Problem to solve
Set down the full data below exactly as given, please.

Data under study

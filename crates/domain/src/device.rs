//! Device: a field device (plug, relay, meter, sensor) reporting telemetry.

use std::fmt;

use serde::{Deserialize, Serialize};

use crate::error::{FieldHubError, ValidationError};
use crate::id::{AssetId, DeviceId, GatewayId, OrganizationId};
use crate::time::Timestamp;

/// Hardware vendor, used to pick a control implementation.
#[derive(Debug, Clone, Copy, PartialEq, Eq, Hash, Default, Serialize, Deserialize)]
#[serde(rename_all = "snake_case")]
pub enum Brand {
    Shelly,
    Tapo,
    Tuya,
    #[default]
    #[serde(other)]
    Generic,
}

impl Brand {
    #[must_use]
    pub fn as_str(self) -> &'static str {
        match self {
            Self::Shelly => "shelly",
            Self::Tapo => "tapo",
            Self::Tuya => "tuya",
            Self::Generic => "generic",
        }
    }

    /// Parse a stored brand tag, falling back to [`Brand::Generic`].
    #[must_use]
    pub fn from_tag(tag: &str) -> Self {
        match tag.to_ascii_lowercase().as_str() {
            "shelly" => Self::Shelly,
            "tapo" => Self::Tapo,
            "tuya" => Self::Tuya,
            _ => Self::Generic,
        }
    }
}

impl fmt::Display for Brand {
    fn fmt(&self, f: &mut fmt::Formatter<'_>) -> fmt::Result {
        f.write_str(self.as_str())
    }
}

/// A physical device owned by an organization.
#[derive(Debug, Clone, PartialEq, Serialize, Deserialize)]
pub struct Device {
    pub id: DeviceId,
    pub organization_id: OrganizationId,
    /// Identifier used on the wire (MQTT client id, vendor device id).
    pub external_id: Option<String>,
    pub name: String,
    pub brand: Brand,
    /// Vendor model family, e.g. `relay`, `dimmer`, `plug`.
    pub device_type: Option<String>,
    pub asset_id: Option<AssetId>,
    pub gateway_id: Option<GatewayId>,
    pub is_active: bool,
    pub online: bool,
    pub last_seen: Option<Timestamp>,
    /// Last known relay state, reported or commanded.
    pub is_on: Option<bool>,
}

impl Device {
    /// Create a builder for constructing a [`Device`].
    #[must_use]
    pub fn builder() -> DeviceBuilder {
        DeviceBuilder::default()
    }

    /// Check domain invariants.
    ///
    /// # Errors
    ///
    /// Returns [`ValidationError::EmptyName`] when `name` is empty.
    pub fn validate(&self) -> Result<(), FieldHubError> {
        if self.name.trim().is_empty() {
            return Err(ValidationError::EmptyName.into());
        }
        Ok(())
    }

    /// Name folded to lowercase with spaces and dashes as underscores,
    /// the shape device short-names take on sensor topics.
    #[must_use]
    pub fn normalized_name(&self) -> String {
        normalize_name(&self.name)
    }
}

/// Fold a display name or short-name into a comparable slug.
#[must_use]
pub fn normalize_name(value: &str) -> String {
    value
        .trim()
        .chars()
        .map(|c| match c {
            ' ' | '-' => '_',
            other => other.to_ascii_lowercase(),
        })
        .collect()
}

/// Step-by-step builder for [`Device`].
#[derive(Debug, Default)]
pub struct DeviceBuilder {
    id: Option<DeviceId>,
    organization_id: Option<OrganizationId>,
    external_id: Option<String>,
    name: Option<String>,
    brand: Brand,
    device_type: Option<String>,
    asset_id: Option<AssetId>,
    gateway_id: Option<GatewayId>,
    is_active: Option<bool>,
    online: bool,
    last_seen: Option<Timestamp>,
    is_on: Option<bool>,
}

impl DeviceBuilder {
    #[must_use]
    pub fn id(mut self, id: DeviceId) -> Self {
        self.id = Some(id);
        self
    }

    #[must_use]
    pub fn organization_id(mut self, id: OrganizationId) -> Self {
        self.organization_id = Some(id);
        self
    }

    #[must_use]
    pub fn external_id(mut self, external_id: impl Into<String>) -> Self {
        self.external_id = Some(external_id.into());
        self
    }

    #[must_use]
    pub fn name(mut self, name: impl Into<String>) -> Self {
        self.name = Some(name.into());
        self
    }

    #[must_use]
    pub fn brand(mut self, brand: Brand) -> Self {
        self.brand = brand;
        self
    }

    #[must_use]
    pub fn device_type(mut self, device_type: impl Into<String>) -> Self {
        self.device_type = Some(device_type.into());
        self
    }

    #[must_use]
    pub fn asset_id(mut self, asset_id: AssetId) -> Self {
        self.asset_id = Some(asset_id);
        self
    }

    #[must_use]
    pub fn gateway_id(mut self, gateway_id: GatewayId) -> Self {
        self.gateway_id = Some(gateway_id);
        self
    }

    #[must_use]
    pub fn is_active(mut self, is_active: bool) -> Self {
        self.is_active = Some(is_active);
        self
    }

    #[must_use]
    pub fn online(mut self, online: bool) -> Self {
        self.online = online;
        self
    }

    #[must_use]
    pub fn last_seen(mut self, ts: Timestamp) -> Self {
        self.last_seen = Some(ts);
        self
    }

    #[must_use]
    pub fn is_on(mut self, is_on: bool) -> Self {
        self.is_on = Some(is_on);
        self
    }

    /// Consume the builder, validate, and return a [`Device`].
    ///
    /// # Errors
    ///
    /// Returns [`FieldHubError::Validation`] if the name is empty.
    pub fn build(self) -> Result<Device, FieldHubError> {
        let device = Device {
            id: self.id.unwrap_or_default(),
            organization_id: self.organization_id.unwrap_or_default(),
            external_id: self.external_id,
            name: self.name.unwrap_or_default(),
            brand: self.brand,
            device_type: self.device_type,
            asset_id: self.asset_id,
            gateway_id: self.gateway_id,
            is_active: self.is_active.unwrap_or(true),
            online: self.online,
            last_seen: self.last_seen,
            is_on: self.is_on,
        };
        device.validate()?;
        Ok(device)
    }
}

Response to the exercise
filename crates/domain/src/device.rs
//! Device: a field device (plug, relay, meter, sensor) reporting telemetry.

use std::fmt;

use serde::{Deserialize, Serialize};

use crate::error::{FieldHubError, ValidationError};
use crate::id::{AssetId, DeviceId, GatewayId, OrganizationId};
use crate::time::Timestamp;

/// Hardware vendor, used to pick a control implementation.
#[derive(Debug, Clone, Copy, PartialEq, Eq, Hash, Default, Serialize, Deserialize)]
#[serde(rename_all = "snake_case")]
pub enum Brand {
    Shelly,
    Tapo,
    Tuya,
    #[default]
    #[serde(other)]
    Generic,
}

impl Brand {
    #[must_use]
    pub fn as_str(self) -> &'static str {
        match self {
            Self::Shelly => "shelly",
            Self::Tapo => "tapo",
            Self::Tuya => "tuya",
            Self::Generic => "generic",
        }
    }

    /// Parse a stored brand tag, falling back to [`Brand::Generic`].
    #[must_use]
    pub fn from_tag(tag: &str) -> Self {
        match tag.to_ascii_lowercase().as_str() {
            "shelly" => Self::Shelly,
            "tapo" => Self::Tapo,
            "tuya" => Self::Tuya,
            _ => Self::Generic,
        }
    }
}

impl fmt::Display for Brand {
    fn fmt(&self, f: &mut fmt::Formatter<'_>) -> fmt::Result {
        f.write_str(self.as_str())
    }
}

/// A physical device owned by an organization.
#[derive(Debug, Clone, PartialEq, Serialize, Deserialize)]
pub struct Device {
    pub id: DeviceId,
    pub organization_id: OrganizationId,
    /// Identifier used on the wire (MQTT client id, vendor device id).
    pub external_id: Option<String>,
    pub name: String,
    pub brand: Brand,
    /// Vendor model family, e.g. `relay`, `dimmer`, `plug`.
    pub device_type: Option<String>,
    pub asset_id: Option<AssetId>,
    pub gateway_id: Option<GatewayId>,
    pub is_active: bool,
    pub online: bool,
    pub last_seen: Option<Timestamp>,
    /// Last known relay state, reported or commanded.
    pub is_on: Option<bool>,
}

impl Device {
    /// Create a builder for constructing a [`Device`].
    #[must_use]
    pub fn builder() -> DeviceBuilder {
        DeviceBuilder::default()
    }

    /// Check domain invariants.
    ///
    /// # Errors
    ///
    /// Returns [`ValidationError::EmptyName`] when `name` is empty.
    pub fn validate(&self) -> Result<(), FieldHubError> {
        if self.name.trim().is_empty() {
            return Err(ValidationError::EmptyName.into());
        }
        Ok(())
    }

    /// Name folded to lowercase with spaces and dashes as underscores,
    /// the shape device short-names take on sensor topics.
    #[must_use]
    pub fn normalized_name(&self) -> String {
        normalize_name(&self.name)
    }
}

/// Fold a display name or short-name into a comparable slug.
#[must_use]
pub fn normalize_name(value: &str) -> String {
    value
        .trim()
        .chars()
        .map(|c| match c {
            ' ' | '-' => '_',
            other => other.to_ascii_lowercase(),
        })
        .collect()
}

/// Step-by-step builder for [`Device`].
#[derive(Debug, Default)]
pub struct DeviceBuilder {
    id: Option<DeviceId>,
    organization_id: Option<OrganizationId>,
    external_id: Option<String>,
    name: Option<String>,
    brand: Brand,
    device_type: Option<String>,
    asset_id: Option<AssetId>,
    gateway_id: Option<GatewayId>,
    is_active: Option<bool>,
    online: bool,
    last_seen: Option<Timestamp>,
    is_on: Option<bool>,
}

impl DeviceBuilder {
    #[must_use]
    pub fn id(mut self, id: DeviceId) -> Self {
        self.id = Some(id);
        self
    }

    #[must_use]
    pub fn organization_id(mut self, id: OrganizationId) -> Self {
        self.organization_id = Some(id);
        self
    }

    #[must_use]
    pub fn external_id(mut self, external_id: impl Into<String>) -> Self {
        self.external_id = Some(external_id.into());
        self
    }

    #[must_use]
    pub fn name(mut self, name: impl Into<String>) -> Self {
        self.name = Some(name.into());
        self
    }

    #[must_use]
    pub fn brand(mut self, brand: Brand) -> Self {
        self.brand = brand;
        self
    }

    #[must_use]
    pub fn device_type(mut self, device_type: impl Into<String>) -> Self {
        self.device_type = Some(device_type.into());
        self
    }

    #[must_use]
    pub fn asset_id(mut self, asset_id: AssetId) -> Self {
        self.asset_id = Some(asset_id);
        self
    }

    #[must_use]
    pub fn gateway_id(mut self, gateway_id: GatewayId) -> Self {
        self.gateway_id = Some(gateway_id);
        self
    }

    #[must_use]
    pub fn is_active(mut self, is_active: bool) -> Self {
        self.is_active = Some(is_active);
        self
    }

    #[must_use]
    pub fn online(mut self, online: bool) -> Self {
        self.online = online;
        self
    }

    #[must_use]
    pub fn last_seen(mut self, ts: Timestamp) -> Self {
        self.last_seen = Some(ts);
        self
    }

    #[must_use]
    pub fn is_on(mut self, is_on: bool) -> Self {
        self.is_on = Some(is_on);
        self
    }

    /// Consume the builder, validate, and return a [`Device`].
    ///
    /// # Errors
    ///
    /// Returns [`FieldHubError::Validation`] if the name is empty.
    pub fn build(self) -> Result<Device, FieldHubError> {
        let device = Device {
            id: self.id.unwrap_or_default(),
            organization_id: self.organization_id.unwrap_or_default(),
            external_id: self.external_id,
            name: self.name.unwrap_or_default(),
            brand: self.brand,
            device_type: self.device_type,
            asset_id: self.asset_id,
            gateway_id: self.gateway_id,
            is_active: self.is_active.unwrap_or(true),
            online: self.online,
            last_seen: self.last_seen,
            is_on: self.is_on,
        };
        device.validate()?;
        Ok(device)
    }
}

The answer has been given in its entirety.